紙には綺麗でも汚くもない字で『田村名前』と記されてあった。
・・・ああ、俺のクラスの奴じゃねえか。

「あいつが入ったのか」
「知ってる子?」
「俺のクラスの委員長だ・・・なんかサボりそうな奴だな」
「そんな感じじゃなかったけど?
 伊達君人を見た目で判断するのはやめなさい」
「そうだな。

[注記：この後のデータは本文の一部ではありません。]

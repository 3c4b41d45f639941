//! Process configuration.
//!
//! Loaded once at startup from YAML, then overridden by `REM_` environment
//! variables. The file is found with the following precedence:
//! 1. the `--config` flag
//! 2. the `REM_CONFIG` environment variable
//! 3. `$HOME/config.yaml`
//!
//! The first two must exist; a missing `$HOME/config.yaml` leaves every
//! setting at its default.

use std::{
    path::{Path, PathBuf},
    time::Duration,
};

use remailer_common::ErrorKind;
use remailer_delivery::{DialerConfig, OutputConfig, ProxyAuth, SmtpConfig};
use remailer_pipeline::{StageConfig, processor, transformer};
use serde::{Deserialize, Serialize};
use thiserror::Error;

pub const ENV_PREFIX: &str = "REM_";

#[derive(Debug, Error)]
pub enum ConfigError {
    #[error("Failed to read config from {path}: {source}")]
    Read {
        path: PathBuf,
        source: std::io::Error,
    },

    #[error("Failed to parse config: {0}")]
    Parse(#[from] serde_yaml::Error),

    #[error("{var} points to non-existent file: {path}")]
    Missing { var: &'static str, path: PathBuf },

    #[error("Invalid value '{value}' for {var}: {reason}")]
    Env {
        var: String,
        value: String,
        reason: String,
    },
}

impl ConfigError {
    pub const fn kind(&self) -> ErrorKind {
        match self {
            Self::Read { .. } => ErrorKind::Io,
            _ => ErrorKind::Config,
        }
    }
}

#[derive(Debug, Clone, Default, PartialEq, Serialize, Deserialize)]
#[serde(rename_all = "kebab-case")]
pub struct Config {
    #[serde(default)]
    pub debug: bool,

    #[serde(default)]
    pub read_file: ReadFileConfig,

    /// Processor chain. Empty means the canonical chain without signing.
    #[serde(default)]
    pub mail_processors: Vec<StageConfig>,

    #[serde(default)]
    pub outputs: Vec<OutputConfig>,

    #[serde(default)]
    pub dialer: DialerConfig,

    #[serde(default)]
    pub smtp: SmtpConfig,
}

#[derive(Debug, Clone, PartialEq, Serialize, Deserialize)]
#[serde(rename_all = "kebab-case")]
pub struct ReadFileConfig {
    /// The spool directory.
    #[serde(default)]
    pub in_path: Option<PathBuf>,

    /// `host:port` of the Redis tracker. Absent keeps claims in memory.
    #[serde(default)]
    pub redis_addr: Option<String>,

    #[serde(default = "default_concurrency")]
    pub concurrency: usize,

    #[serde(default = "default_poll_interval", with = "humantime_serde")]
    pub poll_interval: Duration,

    /// `header_from` mode when the stage does not set one.
    #[serde(default)]
    pub from_type: Option<String>,

    /// `header_from` default when the stage does not set one.
    #[serde(default)]
    pub default_from: Option<String>,

    /// Transformer chain. Empty means the sendmail `H??` chain.
    #[serde(default)]
    pub file_mails: Vec<StageConfig>,
}

const fn default_concurrency() -> usize {
    1
}

const fn default_poll_interval() -> Duration {
    Duration::from_secs(10)
}

impl Default for ReadFileConfig {
    fn default() -> Self {
        Self {
            in_path: None,
            redis_addr: None,
            concurrency: default_concurrency(),
            poll_interval: default_poll_interval(),
            from_type: None,
            default_from: None,
            file_mails: Vec::new(),
        }
    }
}

impl Config {
    pub fn from_yaml(content: &str) -> Result<Self, ConfigError> {
        if content.trim().is_empty() {
            return Ok(Self::default());
        }
        Ok(serde_yaml::from_str(content)?)
    }

    /// Find, read and parse the configuration, then apply the process
    /// environment.
    pub fn load(flag: Option<&Path>) -> Result<Self, ConfigError> {
        let mut config = match find_config_file(flag)? {
            Some(path) => {
                let content =
                    std::fs::read_to_string(&path).map_err(|source| ConfigError::Read {
                        path: path.clone(),
                        source,
                    })?;
                Self::from_yaml(&content)?
            }
            None => Self::default(),
        };

        config.apply_env(|name| std::env::var(name).ok())?;
        Ok(config)
    }

    /// Override settings from `REM_*` variables, read through `lookup`.
    pub fn apply_env<F>(&mut self, lookup: F) -> Result<(), ConfigError>
    where
        F: Fn(&str) -> Option<String>,
    {
        let var = |suffix: &str| {
            let name = format!("{ENV_PREFIX}{suffix}");
            lookup(&name).map(|value| (name, value))
        };

        if let Some((name, value)) = var("DEBUG") {
            self.debug = parse_bool(&name, &value)?;
        }
        if let Some((_, value)) = var("READ_FILE_IN_PATH") {
            self.read_file.in_path = Some(PathBuf::from(value));
        }
        if let Some((_, value)) = var("READ_FILE_REDIS_ADDR") {
            self.read_file.redis_addr = Some(value);
        }
        if let Some((name, value)) = var("READ_FILE_CONCURRENCY") {
            self.read_file.concurrency = value.trim().parse().map_err(|err| ConfigError::Env {
                var: name,
                value: value.clone(),
                reason: format!("{err}"),
            })?;
        }
        if let Some((name, value)) = var("READ_FILE_POLL_INTERVAL") {
            self.read_file.poll_interval = parse_duration(name, value)?;
        }
        if let Some((_, value)) = var("READ_FILE_FROM_TYPE") {
            self.read_file.from_type = Some(value);
        }
        if let Some((_, value)) = var("READ_FILE_DEFAULT_FROM") {
            self.read_file.default_from = Some(value);
        }
        if let Some((name, value)) = var("DIALER_TIMEOUT") {
            self.dialer.timeout = parse_duration(name, value)?;
        }
        if let Some((_, value)) = var("DIALER_SOCKS5") {
            self.dialer.socks5 = Some(value);
        }

        let user = var("DIALER_AUTH_USER").map(|(_, value)| value);
        let password = var("DIALER_AUTH_PASSWORD").map(|(_, value)| value);
        if user.is_some() || password.is_some() {
            let auth = self.dialer.auth.get_or_insert_with(|| ProxyAuth {
                user: String::new(),
                password: String::new(),
            });
            if let Some(user) = user {
                auth.user = user;
            }
            if let Some(password) = password {
                auth.password = password;
            }
        }

        Ok(())
    }

    /// The transformer chain to build, with the read-file sender settings
    /// applied.
    pub fn transformer_configs(&self) -> Vec<StageConfig> {
        let mut configs = if self.read_file.file_mails.is_empty() {
            transformer::default_configs()
        } else {
            self.read_file.file_mails.clone()
        };

        transformer::apply_from_defaults(
            &mut configs,
            self.read_file.from_type.as_deref(),
            self.read_file.default_from.as_deref(),
        );
        configs
    }

    pub fn processor_configs(&self) -> Vec<StageConfig> {
        if self.mail_processors.is_empty() {
            processor::default_configs()
        } else {
            self.mail_processors.clone()
        }
    }
}

fn parse_bool(name: &str, value: &str) -> Result<bool, ConfigError> {
    match value.trim().to_ascii_lowercase().as_str() {
        "1" | "true" | "yes" | "on" => Ok(true),
        "" | "0" | "false" | "no" | "off" => Ok(false),
        _ => Err(ConfigError::Env {
            var: name.to_string(),
            value: value.to_string(),
            reason: "expected a boolean".to_string(),
        }),
    }
}

fn parse_duration(var: String, value: String) -> Result<Duration, ConfigError> {
    humantime_serde::re::humantime::parse_duration(value.trim()).map_err(|err| ConfigError::Env {
        var,
        value,
        reason: err.to_string(),
    })
}

/// Locate the configuration file. `None` means no file was asked for and
/// `$HOME/config.yaml` does not exist.
pub fn find_config_file(flag: Option<&Path>) -> Result<Option<PathBuf>, ConfigError> {
    if let Some(path) = flag {
        if path.exists() {
            return Ok(Some(path.to_path_buf()));
        }
        return Err(ConfigError::Missing {
            var: "--config",
            path: path.to_path_buf(),
        });
    }

    if let Ok(env_path) = std::env::var("REM_CONFIG") {
        let path = PathBuf::from(env_path);
        if path.exists() {
            return Ok(Some(path));
        }
        return Err(ConfigError::Missing {
            var: "REM_CONFIG",
            path,
        });
    }

    Ok(std::env::var_os("HOME")
        .map(|home| PathBuf::from(home).join("config.yaml"))
        .filter(|path| path.exists()))
}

honeyの例もあるしな、生徒と結婚するっていうー」
「私まだ結婚してない!」

恥ずかしがったのか、耳まで赤くさせてそう叫んだ。
まああれだけ好きだ好きだといってる様子を見せられてこうまで今更ながらに照れられるともう清々しくなるよな。
この様子じゃ元親も我慢させらてんだなと笑いも自然に込み上げてくる。


「それで小十郎は?」
「先輩は仮入部の子の指導、私たちは現役の指導。
 じゃあ行こうか、そうだ田村さんっていう子ももう現役に入れるから伊達君よろしくね」
「I see. つっても体力作りからだけどな」

既に小十郎が新一年生を指導しているのが見えた。
指導と言っても初めの挨拶みてえなもんだ。
その内今の部長と変わったりするんだろう。
なんとなくだが、俺が現役の時が懐かしく感じた。



「hey, アンタ剣道部に入るなんてな」
「まさか伊達先生、剣道部顧問でしたかー」
「ああ、まあな」

結局大会が適度に近いので理は現役、俺は現役扱いと言っても一年である田村を見ることになった。
田村は俺を見てポカーンとしている。

「そんなに俺は意外か?」
「いえ、先生剣道部やってたんですよね?」
「まあ、5年まえまでいた訳だからな」
「5年まえ・・・・・・じゃあ理さんという生徒さんはおられました?」

理という名前。
たしかその歳は性別が女っていうのもあいつだけだったはずだ。
それでも生徒ではない。

「理ってのはhoney・・・斎藤先生のfullnameだ」
「え、でもそんなはずは・・・・・・」
「知り合いか?」
「私が昔知ったんですけどね、でもその時は制服着てたので。
 一体誰だったんでしょうね?
 まあ今はいいです、ご指導よろしくお願いします」
「・・・ああ」

何故か理のことを知ってる田村に疑問を抱きながら、基礎練を徹底的に教えて行った。
意外と体力があるらしく現役でさえ少々きついものも何と言うこともないようにこなしていった。
ただ俺の中にできた素朴な疑問がずっと頭の中にあった。